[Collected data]
use chrono::Duration;
use serde::{Deserialize, Serialize};

use crate::cancellation::CancelPolicy;
use crate::error::EngineError;
use crate::ranking::WinLossParams;

/// A seconds value as a duration, rejecting what a duration cannot hold
pub(crate) fn checked_seconds(field: &str, secs: i64) -> Result<Duration, EngineError> {
    Duration::try_seconds(secs)
        .ok_or_else(|| EngineError::Config(format!("{} is out of range: {}", field, secs)))
}

/// Environment variables override file values, e.g. `GRIDWARDEN__POLICY__LOSS_FLOOR=-0.03`
pub const ENV_PREFIX: &str = "GRIDWARDEN";

#[derive(Debug, Clone, Serialize, Deserialize, PartialEq)]
#[serde(default)]
pub struct TrackerConfig {
    /// ROI samples older than this are dropped on every observation
    pub sample_retention_secs: Option<i64>,
}

impl Default for TrackerConfig {
    fn default() -> Self {
        Self {
            sample_retention_secs: Some(24 * 3600),
        }
    }
}

impl TrackerConfig {
    pub fn sample_retention(&self) -> Option<Duration> {
        self.sample_retention_secs.and_then(Duration::try_seconds)
    }
}

#[derive(Debug, Clone, Serialize, Deserialize, PartialEq)]
#[serde(default)]
pub struct ScoringConfig {
    /// Symbol+direction cohorts ranked at or beyond this are not opened
    pub max_cohort_rank: usize,
    pub win_loss: WinLossParams,
}

impl Default for ScoringConfig {
    fn default() -> Self {
        Self {
            max_cohort_rank: 3,
            win_loss: WinLossParams::default(),
        }
    }
}

#[derive(Debug, Clone, Default, Serialize, Deserialize, PartialEq)]
#[serde(default)]
pub struct EngineConfig {
    pub tracker: TrackerConfig,
    pub scoring: ScoringConfig,
    pub policy: CancelPolicy,
}

impl EngineConfig {
    /// Defaults, then the optional file, then `GRIDWARDEN__*` environment variables
    pub fn load(path: Option<&str>) -> Result<Self, EngineError> {
        let mut builder = config::Config::builder();
        if let Some(path) = path {
            builder = builder.add_source(config::File::with_name(path));
        }
        builder = builder.add_source(
            config::Environment::with_prefix(ENV_PREFIX)
                .prefix_separator("__")
                .separator("__")
                .try_parsing(true),
        );

        let config: EngineConfig = builder.build()?.try_deserialize()?;
        config.validate()?;
        Ok(config)
    }

    pub fn from_toml_str(raw: &str) -> Result<Self, EngineError> {
        let config: EngineConfig = config::Config::builder()
            .add_source(config::File::from_str(raw, config::FileFormat::Toml))
            .build()?
            .try_deserialize()?;
        config.validate()?;
        Ok(config)
    }

    pub fn validate(&self) -> Result<(), EngineError> {
        if let Some(secs) = self.tracker.sample_retention_secs {
            if secs <= 0 {
                return Err(EngineError::Config(
                    "tracker.sample_retention_secs must be positive".to_string(),
                ));
            }
            checked_seconds("tracker.sample_retention_secs", secs)?;
        }

        if self.scoring.max_cohort_rank == 0 {
            return Err(EngineError::Config("scoring.max_cohort_rank must be at least 1".to_string()));
        }
        let params = &self.scoring.win_loss;
        if params.short_running_secs < 0 {
            return Err(EngineError::Config(
                "scoring.win_loss.short_running_secs is negative".to_string(),
            ));
        }
        checked_seconds("scoring.win_loss.short_running_secs", params.short_running_secs)?;
        let fractions = [
            ("negligible_change", params.negligible_change),
            ("deep_drawdown", params.deep_drawdown),
            ("small_move", params.small_move),
            ("bound_touch_credit", params.bound_touch_credit),
            ("drawdown_discount", params.drawdown_discount),
            ("small_move_discount", params.small_move_discount),
        ];
        for (name, value) in fractions {
            if !(0.0..=1.0).contains(&value) {
                return Err(EngineError::Config(format!(
                    "scoring.win_loss.{} must be within [0, 1], got {}",
                    name, value
                )));
            }
        }

        self.policy.validate()
    }
}

#[cfg(test)]
mod tests {
    use super::*;

    #[test]
    fn test_defaults_validate() {
        let config = EngineConfig::default();
        assert!(config.validate().is_ok());
        assert_eq!(config.scoring.win_loss.neutral_escape_penalty, -12.0);
        assert_eq!(config.tracker.sample_retention(), Some(Duration::hours(24)));
    }

    #[test]
    fn test_partial_toml_keeps_defaults() {
        let config = EngineConfig::from_toml_str(
            r#"
            [policy]
            loss_floor = -0.03
            cancel_out_of_range = true

            [scoring]
            max_cohort_rank = 5
            "#,
        )
        .unwrap();

        assert_eq!(config.policy.loss_floor, -0.03);
        assert!(config.policy.cancel_out_of_range);
        assert_eq!(config.policy.take_profit_roi, None);
        assert_eq!(config.scoring.max_cohort_rank, 5);
        assert_eq!(config.scoring.win_loss, WinLossParams::default());
    }

    #[test]
    fn test_invalid_values_rejected() {
        let err = EngineConfig::from_toml_str("[scoring]\nmax_cohort_rank = 0\n").unwrap_err();
        assert!(err.to_string().contains("max_cohort_rank"));

        let err = EngineConfig::from_toml_str("[scoring.win_loss]\nsmall_move = 1.5\n").unwrap_err();
        assert!(err.to_string().contains("small_move"));

        let err = EngineConfig::from_toml_str("[policy]\ntrailing_giveback = -0.01\n").unwrap_err();
        assert!(matches!(err, EngineError::Config(_)));
    }

    #[test]
    fn test_oversized_durations_rejected() {
        let err = EngineConfig::from_toml_str("[policy]\ncooldown_after_cancel_secs = 9223372036854775807\n")
            .unwrap_err();
        assert!(err.to_string().contains("cooldown_after_cancel_secs"));

        let err = EngineConfig::from_toml_str("[tracker]\nsample_retention_secs = 9223372036854775807\n")
            .unwrap_err();
        assert!(err.to_string().contains("sample_retention_secs"));

        let err = EngineConfig::from_toml_str("[scoring.win_loss]\nshort_running_secs = 9223372036854775807\n")
            .unwrap_err();
        assert!(matches!(err, EngineError::Config(_)));

        // Built by hand past validation, the durations stay usable
        let policy = CancelPolicy {
            cooldown_after_cancel_secs: Some(i64::MAX),
            ..CancelPolicy::default()
        };
        assert_eq!(policy.cooldown(), None);
        let tracker = TrackerConfig {
            sample_retention_secs: Some(i64::MAX),
        };
        assert_eq!(tracker.sample_retention(), None);
    }

    #[test]
    fn test_rules_enabled_only_when_configured() {
        let config = EngineConfig::from_toml_str(
            r#"
            [policy]
            max_continuous_loss = 4
            cooldown_after_cancel_secs = 0
            "#,
        )
        .unwrap();

        assert_eq!(config.policy.max_continuous_loss, Some(4));
        assert_eq!(config.policy.take_profit_roi, None);
        assert_eq!(config.policy.trailing_giveback, None);
        assert_eq!(config.policy.stale_after_secs, None);
        assert_eq!(config.policy.cooldown(), None);
    }
}
use chrono::{DateTime, Duration, Utc};
use serde::{Deserialize, Serialize};

use super::{CancellationBatch, MarkForRemoval};
use crate::blacklist::Blacklist;
use crate::config::checked_seconds;
use crate::error::EngineError;
use crate::tracker::{GridTracker, TrackedGrid};

/// Rules that turn tracker state into cancellation candidates
///
/// Every rule that fires adds one reason and one floor for the grid. The ROI rules
/// are off until a threshold is configured, so a config file turns a rule off by
/// leaving its key out. A zero cooldown disables the post-cancel block.
#[derive(Debug, Clone, Serialize, Deserialize, PartialEq)]
#[serde(default)]
pub struct CancelPolicy {
    /// Close once ROI reaches this
    pub take_profit_roi: Option<f64>,
    /// ROI must not have dipped below the take-profit level for this long
    pub take_profit_hold_secs: i64,
    /// Close when ROI falls this far from its high...
    pub trailing_giveback: Option<f64>,
    /// ...once the high has exceeded this
    pub trailing_activation: f64,
    pub max_continuous_loss: Option<u32>,
    /// Close when ROI has not moved for this long
    pub stale_after_secs: Option<i64>,
    pub cancel_out_of_range: bool,
    /// Floor for loss-driven rules
    pub loss_floor: f64,
    /// Floor for profit-driven rules
    pub profit_floor: f64,
    /// Floor for grids hit by a blacklist entry
    pub blacklist_floor: f64,
    /// Block the symbol+direction this long after a successful cancel
    pub cooldown_after_cancel_secs: Option<i64>,
}

impl Default for CancelPolicy {
    fn default() -> Self {
        Self {
            take_profit_roi: None,
            take_profit_hold_secs: 0,
            trailing_giveback: None,
            trailing_activation: 0.03,
            max_continuous_loss: None,
            stale_after_secs: None,
            cancel_out_of_range: false,
            loss_floor: -0.05,
            profit_floor: 0.0,
            blacklist_floor: -0.10,
            cooldown_after_cancel_secs: Some(3600),
        }
    }
}

impl CancelPolicy {
    pub fn validate(&self) -> Result<(), EngineError> {
        if let Some(giveback) = self.trailing_giveback {
            if giveback <= 0.0 {
                return Err(EngineError::Config(format!(
                    "policy.trailing_giveback must be positive, got {}",
                    giveback
                )));
            }
        }
        if self.take_profit_hold_secs < 0 {
            return Err(EngineError::Config("policy.take_profit_hold_secs is negative".to_string()));
        }
        checked_seconds("policy.take_profit_hold_secs", self.take_profit_hold_secs)?;
        if let Some(secs) = self.stale_after_secs {
            if secs <= 0 {
                return Err(EngineError::Config("policy.stale_after_secs must be positive".to_string()));
            }
            checked_seconds("policy.stale_after_secs", secs)?;
        }
        if let Some(secs) = self.cooldown_after_cancel_secs {
            if secs < 0 {
                return Err(EngineError::Config(
                    "policy.cooldown_after_cancel_secs is negative".to_string(),
                ));
            }
            checked_seconds("policy.cooldown_after_cancel_secs", secs)?;
        }
        if self.max_continuous_loss == Some(0) {
            return Err(EngineError::Config("policy.max_continuous_loss must be at least 1".to_string()));
        }
        Ok(())
    }

    /// `None` when unset, zero or beyond what a duration can hold
    pub fn cooldown(&self) -> Option<Duration> {
        self.cooldown_after_cancel_secs
            .filter(|secs| *secs > 0)
            .and_then(Duration::try_seconds)
    }

    /// Build this tick's cancellation batch
    ///
    /// Marked positions are always included, tracked or not, so the batch
    /// reports on them.
    pub fn plan(
        &self,
        tracker: &GridTracker,
        blacklist: &Blacklist,
        marks: &MarkForRemoval,
        now: DateTime<Utc>,
    ) -> CancellationBatch {
        let mut batch = CancellationBatch::new();

        for grid in tracker.grids() {
            self.evaluate(grid, blacklist, now, &mut batch);
        }

        for (id, floor) in marks.iter() {
            batch.add_candidate(id, floor, "marked for removal");
        }

        if !batch.is_empty() {
            tracing::info!(
                "Planned {} cancellation candidates out of {} grids",
                batch.len(),
                tracker.len()
            );
        }
        batch
    }

    fn evaluate(&self, grid: &TrackedGrid, blacklist: &Blacklist, now: DateTime<Utc>, batch: &mut CancellationBatch) {
        let id = grid.position_id();

        if let Some(block) = blacklist.check_grid(id, grid.symbol(), grid.direction(), now) {
            batch.add_candidate(
                id,
                self.blacklist_floor,
                format!(
                    "{} blacklisted until {}: {}",
                    block.tier,
                    block.till.format("%Y-%m-%d %H:%M"),
                    block.reason
                ),
            );
        }

        if let Some(target) = self.take_profit_roi {
            let hold = Duration::try_seconds(self.take_profit_hold_secs).unwrap_or(Duration::MAX);
            if grid.last_roi >= target && grid.no_dip_within(hold, target, now) {
                batch.add_candidate(
                    id,
                    self.profit_floor,
                    format!(
                        "ROI {:.2}% reached take profit {:.2}%",
                        grid.last_roi * 100.0,
                        target * 100.0
                    ),
                );
            }
        }

        if let Some(giveback) = self.trailing_giveback {
            let given_back = grid.highest_roi - grid.last_roi;
            if grid.highest_roi > self.trailing_activation && given_back >= giveback {
                batch.add_candidate(
                    id,
                    self.loss_floor,
                    format!(
                        "ROI {:.2}% gave back {:.2}% from high {:.2}%",
                        grid.last_roi * 100.0,
                        given_back * 100.0,
                        grid.highest_roi * 100.0
                    ),
                );
            }
        }

        if let Some(limit) = self.max_continuous_loss {
            if grid.continuous_loss >= limit {
                batch.add_candidate(
                    id,
                    self.loss_floor,
                    format!("ROI fell {} ticks in a row", grid.continuous_loss),
                );
            }
        }

        if let Some(window) = self.stale_after_secs.and_then(Duration::try_seconds) {
            let unchanged = grid.unchanged_for(now);
            if unchanged >= window {
                batch.add_candidate(
                    id,
                    self.loss_floor,
                    format!("ROI unchanged for {}h", unchanged.num_hours()),
                );
            }
        }

        if self.cancel_out_of_range && !grid.within_range() {
            batch.add_candidate(
                id,
                self.loss_floor,
                format!(
                    "price {} outside grid range ({}, {})",
                    grid.market_price, grid.lower_price, grid.upper_price
                ),
            );
        }
    }
}
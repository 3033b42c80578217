use super::KeyedFetch;
use crate::error::{EngineError, StaleRead};
use std::collections::HashMap;
use std::fmt::Debug;
use tokio::sync::Mutex;

type ExpiryPredicate<T> = Box<dyn Fn(&T) -> bool + Send + Sync>;

/// Per-key cache whose expiry is decided by looking at the cached value
///
/// Useful when freshness is a property of the payload, e.g. "the newest point in
/// this ROI series is older than an hour", rather than of the time it was fetched.
pub struct KeyedCache<T> {
    fetcher: Box<dyn KeyedFetch<T>>,
    has_expired: ExpiryPredicate<T>,
    entries: Mutex<HashMap<String, T>>,
}

impl<T: Clone + Debug + Send> KeyedCache<T> {
    pub fn new(
        fetcher: impl KeyedFetch<T> + 'static,
        has_expired: impl Fn(&T) -> bool + Send + Sync + 'static,
    ) -> Self {
        Self {
            fetcher: Box::new(fetcher),
            has_expired: Box::new(has_expired),
            entries: Mutex::new(HashMap::new()),
        }
    }

    /// Return the value for `key`, fetching it when absent or expired
    ///
    /// The map lock covers check, fetch and install, so two callers asking for the
    /// same expired key never fetch it twice.
    pub async fn get(&self, key: &str) -> Result<T, StaleRead<T>> {
        let mut entries = self.entries.lock().await;

        if let Some(value) = entries.get(key) {
            if !(self.has_expired)(value) {
                return Ok(value.clone());
            }
        }

        match self.fetcher.fetch(key).await {
            Ok(value) => {
                entries.insert(key.to_string(), value.clone());
                Ok(value)
            }
            Err(e) => {
                tracing::warn!(key = %key, "Keyed cache refresh failed: {:#}", e);
                Err(StaleRead {
                    stale: entries.get(key).cloned(),
                    error: EngineError::UpstreamFetch(e),
                })
            }
        }
    }

    pub async fn peek(&self, key: &str) -> Option<T> {
        self.entries.lock().await.get(key).cloned()
    }

    pub async fn invalidate_key(&self, key: &str) {
        self.entries.lock().await.remove(key);
    }

    pub async fn len(&self) -> usize {
        self.entries.lock().await.len()
    }

    pub async fn is_empty(&self) -> bool {
        self.entries.lock().await.is_empty()
    }
}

Task instructions.
If a line in the records above includes the string "long", copy it.

Output of the exercise.
    /// ROI must not have dipped below the take-profit level for this long
    /// Close when ROI has not moved for this long
    /// Block the symbol+direction this long after a successful cancel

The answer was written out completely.